The experts interviewed for this article are intrigued by stem cell research involving feline stomatitis at the University of California, Davis. (In fact, UGA’s Peroni encourages all veterinarians to read the published studies.)

Curative Properties

Boaz Arzi, DVM, DAVDC, DEVDC, Founding Fellow AVDC-OMFS, director of the Veterinary Institute for Regenerative Cures at the University of California, Davis, said stem cells are proven to cure—not just improve—feline gingivostomatitis, a chronic oral mucosal inflammation.

“I think more and more information is out there and people want more natural treatments.”
—Alan Holter, DVM

“We have a 70% response rate out of which much of it is a cure. You have a cat that’s had this oral disease for several years.

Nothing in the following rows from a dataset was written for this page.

use std::path::Path;

use log::{debug, info, warn};
use ruckstats_config::{GroupSettings, IngestSettings};
use ruckstats_core::layout::{CLUBS_HEADER_SENTINEL, CLUBS_SHEET, MATCHES_HEADER_SENTINEL, MATCHES_SHEET};
use ruckstats_core::Store;
use ruckstats_io::SheetRows;

use crate::error::IngestError;
use crate::materialize::{Materializer, RowOutcome};
use crate::registry::TeamRegistry;
use crate::report::{IngestReport, SkipReason};
use crate::standings::reconcile;

/// Per-run knobs, usually taken from [`IngestSettings`].
#[derive(Debug, Clone, PartialEq)]
pub struct IngestOptions {
    pub clubs_sheet: String,
    pub matches_sheet: String,
    pub groups: GroupSettings,
}

impl Default for IngestOptions {
    fn default() -> Self {
        Self {
            clubs_sheet: CLUBS_SHEET.to_string(),
            matches_sheet: MATCHES_SHEET.to_string(),
            groups: GroupSettings::default(),
        }
    }
}

impl IngestOptions {
    pub fn from_settings(settings: &IngestSettings) -> Self {
        Self {
            clubs_sheet: settings.workbook.clubs_sheet.clone(),
            matches_sheet: settings.workbook.matches_sheet.clone(),
            groups: settings.groups.clone(),
        }
    }
}

/// Rebuild the store from the workbook at `path`.
///
/// The store is cleared as soon as the workbook opens, before either
/// sheet is read. There is no rollback: a failed run leaves whatever was
/// written so far, never rows from an earlier run.
pub fn run(path: &Path, store: &mut dyn Store, options: &IngestOptions) -> Result<IngestReport, IngestError> {
    info!("Reading workbook {}", path.display());
    let mut workbook = ruckstats_io::open(path)?;

    clear(store)?;
    let clubs = workbook.read_sheet(&options.clubs_sheet, CLUBS_HEADER_SENTINEL)?;
    let fixtures = workbook.read_sheet(&options.matches_sheet, MATCHES_HEADER_SENTINEL)?;
    drop(workbook);

    materialize_rows(&clubs, &fixtures, store, options)
}

/// Clear the store and materialize already-read sheets.
pub fn ingest_rows(
    clubs: &SheetRows,
    fixtures: &SheetRows,
    store: &mut dyn Store,
    options: &IngestOptions,
) -> Result<IngestReport, IngestError> {
    clear(store)?;
    materialize_rows(clubs, fixtures, store, options)
}

fn clear(store: &mut dyn Store) -> Result<(), IngestError> {
    info!("Clearing existing data");
    store.clear_all()?;
    Ok(())
}

fn materialize_rows(
    clubs: &SheetRows,
    fixtures: &SheetRows,
    store: &mut dyn Store,
    options: &IngestOptions,
) -> Result<IngestReport, IngestError> {
    let registry = TeamRegistry::build(&clubs.rows, &options.groups, store)?;
    info!("Found {} teams: {}", registry.len(), registry.names().join(", "));

    let mut report = IngestReport { teams_created: registry.len(), ..Default::default() };
    {
        let mut materializer = Materializer::new(&registry, store);

        for (index, row) in clubs.rows.iter().enumerate() {
            match materializer.team_round(row)? {
                RowOutcome::Created(_) => report.round_stats_processed += 1,
                RowOutcome::Skipped(reason) => {
                    let line = clubs.sheet_row_number(index);
                    log_skip(&clubs.name, line, &reason);
                    report.round_stats_skipped += 1;
                    report.skip(&clubs.name, line, reason);
                }
            }
        }
        info!(
            "{}: {} processed, {} skipped",
            clubs.name, report.round_stats_processed, report.round_stats_skipped
        );

        for (index, row) in fixtures.rows.iter().enumerate() {
            match materializer.fixture(row)? {
                RowOutcome::Created(made) => {
                    if made.corrected {
                        report.patches_applied += 1;
                    }
                    report.reconciliation_misses += reconcile(&made.record, materializer.store())?;
                    report.matches_processed += 1;
                }
                RowOutcome::Skipped(reason) => {
                    let line = fixtures.sheet_row_number(index);
                    log_skip(&fixtures.name, line, &reason);
                    report.matches_skipped += 1;
                    report.skip(&fixtures.name, line, reason);
                }
            }
        }
        info!(
            "{}: {} matches processed, {} skipped",
            fixtures.name, report.matches_processed, report.matches_skipped
        );
    }

    report.counts = store.counts()?;
    info!("Ingest complete: {}", report.summary());
    Ok(report)
}

fn log_skip(sheet: &str, line: usize, reason: &SkipReason) {
    match reason {
        SkipReason::AggregateRow | SkipReason::MissingTeamName | SkipReason::NoRound | SkipReason::EmptyRound => {
            debug!("{sheet} row {line}: skipped ({reason})")
        }
        _ => warn!("{sheet} row {line}: skipped ({reason})"),
    }
}
// Upload entry point: stage the bytes in a temp file and run the pipeline

use std::io::Write;
use std::path::Path;

use log::{error, info};
use ruckstats_core::Store;
use serde::Serialize;

use crate::engine::{run, IngestOptions};
use crate::error::IngestError;
use crate::report::IngestReport;

pub const NO_FILE_MESSAGE: &str = "No file uploaded";
pub const INVALID_TYPE_MESSAGE: &str = "Invalid file type. Please upload an Excel (.xlsx) file.";

/// Result shape returned to the uploader.
#[derive(Debug, Clone, PartialEq, Serialize)]
#[serde(rename_all = "camelCase")]
pub struct UploadOutcome {
    pub success: bool,
    pub message: String,
    #[serde(skip_serializing_if = "Option::is_none")]
    pub match_count: Option<usize>,
}

impl UploadOutcome {
    fn failure(message: impl Into<String>) -> Self {
        Self { success: false, message: message.into(), match_count: None }
    }
}

/// Ingest an uploaded `.xlsx` file. Never fails; errors are folded into
/// the outcome message.
pub fn upload_report(
    file_name: &str,
    bytes: &[u8],
    store: &mut dyn Store,
    options: &IngestOptions,
) -> UploadOutcome {
    if file_name.is_empty() || bytes.is_empty() {
        return UploadOutcome::failure(NO_FILE_MESSAGE);
    }
    if !file_name.ends_with(".xlsx") {
        return UploadOutcome::failure(INVALID_TYPE_MESSAGE);
    }

    match ingest_bytes(bytes, store, options) {
        Ok(report) => {
            let matches = report.counts.matches;
            UploadOutcome {
                success: true,
                message: format!("Ingestion complete! Processed {matches} matches."),
                match_count: Some(matches),
            }
        }
        Err(e) => {
            error!("Upload of '{file_name}' failed: {e}");
            UploadOutcome::failure(format!("Failed to process file: {e}"))
        }
    }
}

fn ingest_bytes(bytes: &[u8], store: &mut dyn Store, options: &IngestOptions) -> Result<IngestReport, IngestError> {
    ingest_bytes_in(&std::env::temp_dir(), bytes, store, options)
}

/// Stage `bytes` in `dir` and ingest them. The temp file is removed when
/// `staged` drops, on every return path.
fn ingest_bytes_in(
    dir: &Path,
    bytes: &[u8],
    store: &mut dyn Store,
    options: &IngestOptions,
) -> Result<IngestReport, IngestError> {
    let mut staged = tempfile::Builder::new().prefix("upload-").suffix(".xlsx").tempfile_in(dir)?;
    staged.write_all(bytes)?;
    staged.flush()?;

    info!("File saved to {}, starting ingestion", staged.path().display());
    run(staged.path(), store, options)
}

They come, and within three to six months they leave without the disease,” he said. “That is, by all means, a cure.”

Arzi’s team has a project on spinal bifida, a congenital abnormality associated with the spinal cord, to work with stem cells to try to repair it, but it’s mostly on a clinical trial basis. Much work in the veterinary world could have positive ramifications for humans, from helping regenerate tissue to modulating, or jump-starting, the immune system. But like other cutting-edge researchers, he’s quick to note the importance of not letting applications get ahead of the science.

“My personal aim with stem cells is not to improve: I use it to cure. It’s ambitious, but that’s where we need to be,” he said. “Stem cells do offer promise for many disorders that were previously not considered curable. But giving any regenerative therapy should be based on proper science and proper clinical trials. I think this is what we need to convey to the pet owner: not to be at full expectation, but also not to lose the excitement and the promise that it offers.”

Still, it’s hard to tamp down the growing public enthusiasm for stem cell therapy.

In October 2019, Aaron Hirschhorn launched Gallant, a biotech company that banks stems cells for pets and works to develop therapies, after stem cell therapy cured him of chronic pain from a back injury.

“It was completely life-changing,” he said. “I went from not being able to carry my kids to playing football with them.”

Gallant is promoting stem cell banking at the time of spay/neuter, when young animals are already under anesthesia, so they won’t need to undergo anesthesia to harvest them later in life if they need them.

“All you’re doing is taking something that you would have thrown away and putting it in our temperature-controlled kit,” he said. “By marketing directly to consumers, a consumer can come in with the kit and make the veterinarian aware.”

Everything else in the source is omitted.